Ahh I see. I need to come get a few more sets.:dude:


----------



## Marty (Oct 20, 1999)

tomhocars said:


> Joe and Marty.Only a few of the Dash Merc's came with lakepipes,not all of them.
> Tom


I never got one w/o pipes. Just lucky I guess.

Marty


----------



## Redman440 (Sep 26, 2007)

Nice Score, I was looking at his late models . They were neat I should have pulled the trigger and bought one. Tight week for me though.I had to save money for our new slot car track. I picked up Henry Harnish,s:hat: Schoolhouse Road raceway for the store. Cant wait to get it set up.


----------



## wheelszk (Jul 8, 2006)

Redman440 said:


> Nice Score, I was looking at his late models . They were neat I should have pulled the trigger and bought one. Tight week for me though.I had to save money for our new slot car track. I picked up Henry Harnish,s:hat: Schoolhouse Road raceway for the store. Cant wait to get it set up.

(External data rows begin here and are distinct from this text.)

// Copyright 2025 the Altimetry Authors
// SPDX-License-Identifier: Apache-2.0 OR MIT

//! Altimetry Engine: minimum and maximum terrain altitude under user-defined footprints.
//!
//! The engine tracks the real extremes of a streamed, level-of-detail tile surface beneath
//! a set of query shapes, and keeps them current as tiles stream in and out and as
//! shapes change. It is meant to sit between a tile streaming system and consumers that
//! reshape or place content based on those extremes (terrain flattening, for example).
//!
//! - Tiles are snapshotted when they become available. The engine keeps its own
//!   world-space copy, so collaborators are free to deform the live mesh afterwards.
//! - Shapes are footprint meshes with a query direction ("down"). Altitude is measured
//!   against that direction: `altitude = -point · direction`.
//! - One dirty flag gates the recompute pass; a clean [`EngineGeneric::update`] does nothing.
//! - Changes are delivered through an [`AltitudeObserver`], at most once per extreme per
//!   shape per pass, carrying the final value for the pass.
//!
//! ## The scan
//!
//! For every tile snapshot and shape, a pass:
//!
//! 1. Culls the pair if their bounding spheres cannot overlap along the query axis.
//! 2. Skips skirt triangles, whose normals are nearly perpendicular to the axis.
//! 3. Samples each distinct vertex once (or each triangle centroid, see [`SampleMode`]).
//! 4. Skips samples strictly between the current extremes without casting anything.
//! 5. Casts along the axis against the footprint to check the sample lies under the shape.
//! 6. Optionally re-casts against the tile itself and rejects steep hits
//!    (see [`SurfaceRefinement`]).
//!
//! All comparisons happen in the tile set's root frame
//! (see [`EngineGeneric::set_root_transform`]).
//!
//! ## Backends
//!
//! [`Engine`] uses the [`Bvh`](altimetry_mesh::Bvh) backend for both footprints and
//! tiles. [`EngineGeneric`] accepts any [`Backend`](altimetry_mesh::Backend), such as
//! [`FlatScan`](altimetry_mesh::FlatScan) for very small meshes.
//!
//! ## Example
//!
//! ```rust
//! use altimetry_engine::{Callbacks, Engine, ScanConfig};
//! use altimetry_mesh::Mesh;
//! use glam::{DAffine3, DVec3};
//!
//! let mut lowest = Vec::new();
//! let mut engine: Engine<u64, _> = Engine::new(
//!     ScanConfig::default(),
//!     Callbacks::new(|alt, _, _| lowest.push(alt), |_, _, _| {}),
//! );
//!
//! // A footprint high above the ground, looking down -Y.
//! let footprint = Mesh::from_soup(vec![
//!     DVec3::new(0.0, 100.0, 40.0),
//!     DVec3::new(-35.0, 100.0, -20.0),
//!     DVec3::new(35.0, 100.0, -20.0),
//! ])
//! .unwrap();
//! let shape = engine.add_shape(&footprint, Some(DVec3::NEG_Y)).unwrap();
//!
//! // A tile streams in at height 12.
//! let tile = Mesh::from_soup(vec![
//!     DVec3::new(-4.0, 12.0, -4.0),
//!     DVec3::new(0.0, 12.0, 4.0),
//!     DVec3::new(4.0, 12.0, -4.0),
//! ])
//! .unwrap();
//! engine.tile_available(1, &tile, &DAffine3::IDENTITY).unwrap();
//!
//! let stats = engine.update();
//! assert!(stats.ran);
//! assert_eq!(engine.extremes(shape).unwrap().min.unwrap().altitude, 12.0);
//!
//! // Nothing changed since, so the next pass is skipped.
//! assert!(!engine.update().ran);
//! drop(engine);
//! assert_eq!(lowest, vec![12.0, 12.0]);
//! ```
//!
//! The tile triggers one notification when it arrives and another when the pass
//! rebuilds the extremes from scratch.

mod config;
mod dispatch;
mod engine;
mod error;
mod registry;
mod scan;
mod snapshot;
mod types;

pub use config::{SampleMode, ScanConfig, SurfaceRefinement};
pub use dispatch::{AltitudeObserver, Callbacks};
pub use engine::{Engine, EngineGeneric};
pub use error::EngineError;
pub use registry::ShapeRecord;
pub use snapshot::TileSnapshot;
pub use types::{Extremes, Extremum, PassStats, Pending, ResultState, ShapeId, altitude_of};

Was that the one that sat back near the pinball machine?


----------



## mr_aurora (Oct 18, 2005)

*I wonder.....*

If he bought my old Bianchi track, Henry had it and wasn't using it, Bob:thumbsup:


----------



## Redman440 (Sep 26, 2007)

Hello, I bought the Wizzard Track, I thought of the Bianci track also but only went with the one. I must say Im excited .This is my first real track and I havent raced since my days as a kid at Polards tire on 7th st in Allentown. Hopefully we can have some fun . Hopefuly I will add some of Resin dudes work to my stable at the next show. I have really caught the slot car fever again. :dude:


----------



## Joe65SkylarkGS (Feb 15, 2010)

Redman440 said:


> Hello, I bought the Wizzard Track, I thought of the Bianci track also but only went with the one. I must say Im excited .This is my first real track and I havent raced since my days as a kid at Polards tire on 7th st in Allentown. Hopefully we can have some fun . Hopefuly I will add some of Resin dudes work to my stable at the next show. I have really caught the slot car fever again. :dude:



Cool redman. I am very excited for you!!! What did you buy exactly??? I have a wiz track and it's smoooooth!!!!


----------